Tax-Averse County’s Last Public Library Prepares to Close
Connecting state and local government leaders
Funding for a library system that covers an area larger than the state of Connecticut has dried up. What comes next?
On the website of the Douglas County Library System in southwest Oregon, visitors are currently greeted with an unusual advisory notice, bolded in a red typeface:
The LAST DAY to checkout materials will be Saturday, May 27th.
All items will be due by Wednesday, May 31st.
The check-out limit is 20 items per library card.
On a program page for the library’s Roseburg location, there’s this piece of sad news: “The Mainly Mysteries Book Club is disbanded until further notice.” There are no upcoming events after May 31, except for the June 20 Library Board meeting.
After closing 10 of its branches in April, the Douglas County Library System is getting ready to shutter its last remaining location at the end of the month.
Many public library systems have long known the challenges that come with balancing limited funding with maintaining services.
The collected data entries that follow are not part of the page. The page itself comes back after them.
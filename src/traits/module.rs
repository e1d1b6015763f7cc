// Copyright (c) 2025 Steve Wagner (ciroque@live.com)
// SPDX-License-Identifier: MIT

use async_trait::async_trait;
use std::any::Any;

use crate::errors::EngineError;
use crate::module::Contributions;

/// Upcast helper so loaded modules can be downcast to their concrete type.
pub trait AsAny {
    fn as_any(&self) -> &dyn Any;
}

impl<T: Any> AsAny for T {
    fn as_any(&self) -> &dyn Any {
        self
    }
}

/// A loaded module instance, owned by the Engine.
#[async_trait]
pub trait Module: AsAny + Send + Sync {
    fn name(&self) -> &str;

    /// Agents, workflows, integrations, pipelines, orchestrations and
    /// ontologies this module exposes.
    fn contributions(&self) -> &Contributions;

    /// Runs once, right after the module is constructed and registered.
    /// Modules build their exposed state here from their injected services.
    async fn on_initialized(&mut self) -> Result<(), EngineError> {
        Ok(())
    }

    async fn on_unloaded(&mut self) -> Result<(), EngineError> {
        Ok(())
    }
}
// Copyright (c) 2025 Steve Wagner (ciroque@live.com)
// SPDX-License-Identifier: MIT

use thiserror::Error;

use crate::errors::{ConfigError, PortError, ValidationError};
use crate::services::ServiceKind;

/// Fatal errors raised by `Engine::load` and the module machinery.
#[derive(Error, Debug)]
pub enum EngineError {
    #[error(transparent)]
    Configuration(#[from] ConfigError),

    /// The module dependency graph is not a DAG or references unknown modules.
    #[error("Module dependency graph is invalid:\n{}", format_validation(.0))]
    Dependency(Vec<ValidationError>),

    #[error("Unknown module '{name}'")]
    UnknownModule { name: String },

    #[error("Module '{name}' is disabled in the configuration but is required")]
    ModuleDisabled { name: String },

    /// The module's configuration block failed validation.
    #[error("Invalid configuration for module '{module}'{}: {reason}", field_suffix(.field))]
    ModuleConfiguration {
        module: String,
        field: Option<String>,
        reason: String,
    },

    /// A module asked for a service kind it did not declare.
    #[error("Module '{module}' did not declare a dependency on the {kind} service")]
    ServiceNotDeclared { module: String, kind: ServiceKind },

    #[error("Failed to construct the {kind} service: {source}")]
    ServiceConstruction {
        kind: ServiceKind,
        #[source]
        source: PortError,
    },

    /// A module lifecycle hook failed.
    #[error("Module '{module}' failed in {hook}: {source}")]
    Module {
        module: String,
        hook: &'static str,
        #[source]
        source: Box<EngineError>,
    },

    #[error(transparent)]
    Port(#[from] PortError),
}

fn format_validation(errors: &[ValidationError]) -> String {
    errors
        .iter()
        .map(|e| format!("  - {}", e))
        .collect::<Vec<_>>()
        .join("\n")
}

fn field_suffix(field: &Option<String>) -> String {
    match field {
        Some(field) => format!(" (field '{}')", field),
        None => String::new(),
    }
}

impl EngineError {
    /// Attributes a hook failure to `module`. Errors already attributed to a
    /// module are returned unchanged.
    pub fn in_module(self, module: &str, hook: &'static str) -> Self {
        match self {
            EngineError::Module { .. } => self,
            source => EngineError::Module {
                module: module.to_string(),
                hook,
                source: Box::new(source),
            },
        }
    }
}

impl From<Vec<ValidationError>> for EngineError {
    fn from(errors: Vec<ValidationError>) -> Self {
        EngineError::Dependency(errors)
    }
}

#[cfg(test)]
mod tests {
    use super::*;

    #[test]
    fn test_in_module_attributes_once() {
        let err = EngineError::from(PortError::Invalid("boom".to_string()))
            .in_module("acme.crm", "on_initialized")
            .in_module("acme.outer", "on_unloaded");

        assert_eq!(
            err.to_string(),
            "Module 'acme.crm' failed in on_initialized: Invalid input: boom"
        );
    }
}
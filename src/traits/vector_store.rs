// Copyright (c) 2025 Steve Wagner (ciroque@live.com)
// SPDX-License-Identifier: MIT

use async_trait::async_trait;
use serde::{Deserialize, Serialize};

use crate::errors::PortError;

#[derive(Debug, Clone, PartialEq, Serialize, Deserialize)]
pub struct VectorDocument {
    pub id: String,
    pub vector: Vec<f32>,
    #[serde(default)]
    pub payload: serde_json::Value,
}

#[derive(Debug, Clone, PartialEq)]
pub struct SearchHit {
    pub id: String,
    pub score: f32,
    pub payload: serde_json::Value,
}

/// Capability contract for similarity search back ends.
#[async_trait]
pub trait VectorStorePort: Send + Sync {
    /// Creates the collection if missing. Re-creating with a different
    /// dimension fails with `PortError::Invalid`.
    async fn ensure_collection(&self, collection: &str, dimension: usize) -> Result<(), PortError>;

    async fn upsert(&self, collection: &str, documents: Vec<VectorDocument>) -> Result<(), PortError>;

    /// Returns at most `limit` hits ordered by descending score.
    async fn search(
        &self,
        collection: &str,
        vector: &[f32],
        limit: usize,
    ) -> Result<Vec<SearchHit>, PortError>;

    async fn get(&self, collection: &str, id: &str) -> Result<VectorDocument, PortError>;

    async fn delete(&self, collection: &str, ids: &[String]) -> Result<(), PortError>;
}
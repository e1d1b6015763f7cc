// Copyright (c) 2025 Steve Wagner (ciroque@live.com)
// SPDX-License-Identifier: MIT

mod config;
mod engine;
mod port;

pub use config::{ConfigError, ValidationError};
pub use engine::EngineError;
pub use port::PortError;
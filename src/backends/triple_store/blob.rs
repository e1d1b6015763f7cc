// Copyright (c) 2025 Steve Wagner (ciroque@live.com)
// SPDX-License-Identifier: MIT

use async_trait::async_trait;
use std::collections::BTreeSet;
use std::path::PathBuf;
use std::sync::Arc;
use tokio::sync::Mutex;

use crate::backends::object_storage::FsObjectStorageAdapter;
use crate::errors::PortError;
use crate::services::ObjectStorageService;
use crate::traits::{SchemaRecord, Triple, TripleStorePort};
use crate::utils::sha256_hex;

const SUBJECTS: &str = "subjects";
const SCHEMAS: &str = "schemas";

/// Triple store persisted as JSON blobs in object storage.
///
/// Layout under `prefix`:
/// ```text
/// subjects/<sha256(subject)>.json   all triples for one subject
/// schemas/<sha256(name)>.json       one SchemaRecord
/// ```
pub struct ObjectStorageTripleStoreAdapter {
    storage: Arc<ObjectStorageService>,
    prefix: String,
    write_lock: Mutex<()>,
}

impl ObjectStorageTripleStoreAdapter {
    pub fn new(storage: Arc<ObjectStorageService>, prefix: impl Into<String>) -> Self {
        Self {
            storage,
            prefix: prefix.into().trim_matches('/').to_string(),
            write_lock: Mutex::new(()),
        }
    }

    /// The `fs` triple store: same layout in a private directory.
    pub fn on_file_system(
        store_path: impl Into<PathBuf>,
        triples_path: impl Into<String>,
    ) -> Result<Self, PortError> {
        let adapter = FsObjectStorageAdapter::new(store_path)?;
        let storage = Arc::new(ObjectStorageService::new(Arc::new(adapter)));
        Ok(Self::new(storage, triples_path))
    }

    fn dir(&self, section: &str) -> String {
        if self.prefix.is_empty() {
            section.to_string()
        } else {
            format!("{}/{}", self.prefix, section)
        }
    }

    async fn read_subject(&self, subject: &str) -> Result<BTreeSet<Triple>, PortError> {
        let key = format!("{}.json", sha256_hex(subject));
        match self.storage.get_object(&self.dir(SUBJECTS), &key).await {
            Ok(bytes) => Ok(serde_json::from_slice(&bytes)?),
            Err(PortError::NotFound { .. }) => Ok(BTreeSet::new()),
            Err(e) => Err(e),
        }
    }

    async fn write_subject(&self, subject: &str, triples: &BTreeSet<Triple>) -> Result<(), PortError> {
        let key = format!("{}.json", sha256_hex(subject));
        let dir = self.dir(SUBJECTS);
        if triples.is_empty() {
            return match self.storage.delete_object(&dir, &key).await {
                Ok(()) | Err(PortError::NotFound { .. }) => Ok(()),
                Err(e) => Err(e),
            };
        }
        let bytes = serde_json::to_vec_pretty(triples)?;
        self.storage.put_object(&dir, &key, bytes).await
    }

    async fn apply<F>(&self, triples: &[Triple], mut change: F) -> Result<(), PortError>
    where
        F: FnMut(&mut BTreeSet<Triple>, &Triple) + Send,
    {
        let _guard = self.write_lock.lock().await;

        let subjects: BTreeSet<&str> = triples.iter().map(|t| t.subject.as_str()).collect();
        for subject in subjects {
            let mut stored = self.read_subject(subject).await?;
            for triple in triples.iter().filter(|t| t.subject == subject) {
                change(&mut stored, triple);
            }
            self.write_subject(subject, &stored).await?;
        }
        Ok(())
    }
}

#[async_trait]
impl TripleStorePort for ObjectStorageTripleStoreAdapter {
    async fn insert(&self, triples: &[Triple]) -> Result<(), PortError> {
        self.apply(triples, |stored, t| {
            stored.insert(t.clone());
        })
        .await
    }

    async fn remove(&self, triples: &[Triple]) -> Result<(), PortError> {
        self.apply(triples, |stored, t| {
            stored.remove(t);
        })
        .await
    }

    async fn triples(&self) -> Result<Vec<Triple>, PortError> {
        let dir = self.dir(SUBJECTS);
        let mut all = BTreeSet::new();
        for key in self.storage.list_objects(&dir, None).await? {
            let bytes = self.storage.get_object(&dir, &key).await?;
            let triples: Vec<Triple> = serde_json::from_slice(&bytes)?;
            all.extend(triples);
        }
        Ok(all.into_iter().collect())
    }

    async fn subject(&self, subject: &str) -> Result<Vec<Triple>, PortError> {
        let stored = self.read_subject(subject).await?;
        if stored.is_empty() {
            return Err(PortError::not_found(subject));
        }
        Ok(stored.into_iter().collect())
    }

    async fn schema(&self, name: &str) -> Result<SchemaRecord, PortError> {
        let key = format!("{}.json", sha256_hex(name));
        match self.storage.get_object(&self.dir(SCHEMAS), &key).await {
            Ok(bytes) => Ok(serde_json::from_slice(&bytes)?),
            Err(PortError::NotFound { .. }) => Err(PortError::not_found(name)),
            Err(e) => Err(e),
        }
    }

    async fn store_schema(&self, record: SchemaRecord) -> Result<(), PortError> {
        let key = format!("{}.json", sha256_hex(&record.name));
        let bytes = serde_json::to_vec_pretty(&record)?;
        self.storage.put_object(&self.dir(SCHEMAS), &key, bytes).await
    }
}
But it’s unusual for a budget situation to get so bad that the entire library system has to be shuttered.
In tax-averse Douglas County, a place that’s roughly the size of Connecticut, voters in November defeated a measure that would have kept the libraries open. In January, commissioners chose not to fund the system through additional general fund expenditures, meaning the library administrators had the unenviable task of ramping down their operations this winter and spring.
The county library system had been staffed by eight full-time, 28 part-time and 12 on-call employees, according to The News-Review in Roseburg.
The New York Times, this weekend, highlighted the dismal situation in Douglas County and some of its neighboring conservative jurisdictions where public services are being cut to the bone:
An instinctive reaction against higher taxes has been stitched into the fabric of America in recent decades, starting with the property tax revolts of the 1970s through the anti-tax orthodoxy expressed by many conservative members of Congress today. But few places in the nation are seeing the tangled implications of what that means—in real time—more vividly than in southwest Oregon, where a handful of rural counties are showing what happens when citizens push the logic of shrinking government to its extremes.
In Curry County, the sheriff’s department no longer has around-the-clock staffing and there may not be enough money to hold local elections.
The Times continued:
Some residents said they thought local governments here could simply self-destruct and shut down in bankruptcy or paralysis, while others saw a window of experimentation and reinvention, and a new path forward through interconnecting government with nonprofits, volunteers and private companies.
A major fiscal variable at play for many counties in southwestern Oregon: steadily declining revenues from timber that had propped up local government budgets for years and a lack of new ways to replace the lost funding.
Some conservative observers have dinged The Times report—one described it as a “failed attack on the anti-tax counties of southwest Oregon”—and say the blame should lie with government bureaucrats who want to “inflict a maximum of pain on you rather than seek the best use of resources they have.” Instead, one writer for a Louisiana-based conservative commentary site suggests that Douglas County residents are better off paying for an Amazon Prime subscription than paying an additional $6 per month to save their libraries, which had been asked of owners of median-priced homes last fall in the failed funding measure.
Libraries, however, aren’t just a physical collection of books, though that’s a common misconception.
In many places, local libraries provide internet access to those who can’t afford it, have staff available to answer reference questions, provide community gathering space and assistance for job seekers and digital skills training.
But libraries in places like Douglas County can’t actually do those things if they don’t enjoy support from the community and elected officials who control purse strings.
So where does Douglas County stand compared to national sentiments on public libraries?
In the Pew Research Center’s Libraries 2016 report, a large majority of Americans surveyed had high expectations of their local public libraries:
Public libraries, many Americans say, should offer programs to teach people digital skills (80% think libraries should definitely do this) and help patrons learn how to use new creative technologies like 3-D printers (50%). At the same time, 57% of Americans say libraries should definitely offer more comfortable places for reading, working and relaxing.
Two-thirds of those surveyed by the Pew Research Center said that closing their local libraries would have a “major impact” on their community:
Among those most likely to say that a library closing would have a major impact on their communities: women (74%); those between the ages of 50 and 64 (73%); and college graduates (71%). Those least likely to report that a library closing would have any kind of impact on their communities: those without high school degrees (15% say a local library closing would have no impact on their communities); non-internet users (15%); and those in households earning less than $30,000 (10%).
Those results might suggest that Douglas County is out of step when it comes to national norms for how citizens view their public libraries.
What comes next in Douglas County? That’s hard to tell.
But this much is clear: Those who don’t return their library materials by the end of the month will still face fines next month. The local libraries will need the revenue to reopen, whenever that happens.
Michael Grass is Executive Editor of Government Executive’s Route Fifty and is based in Seattle.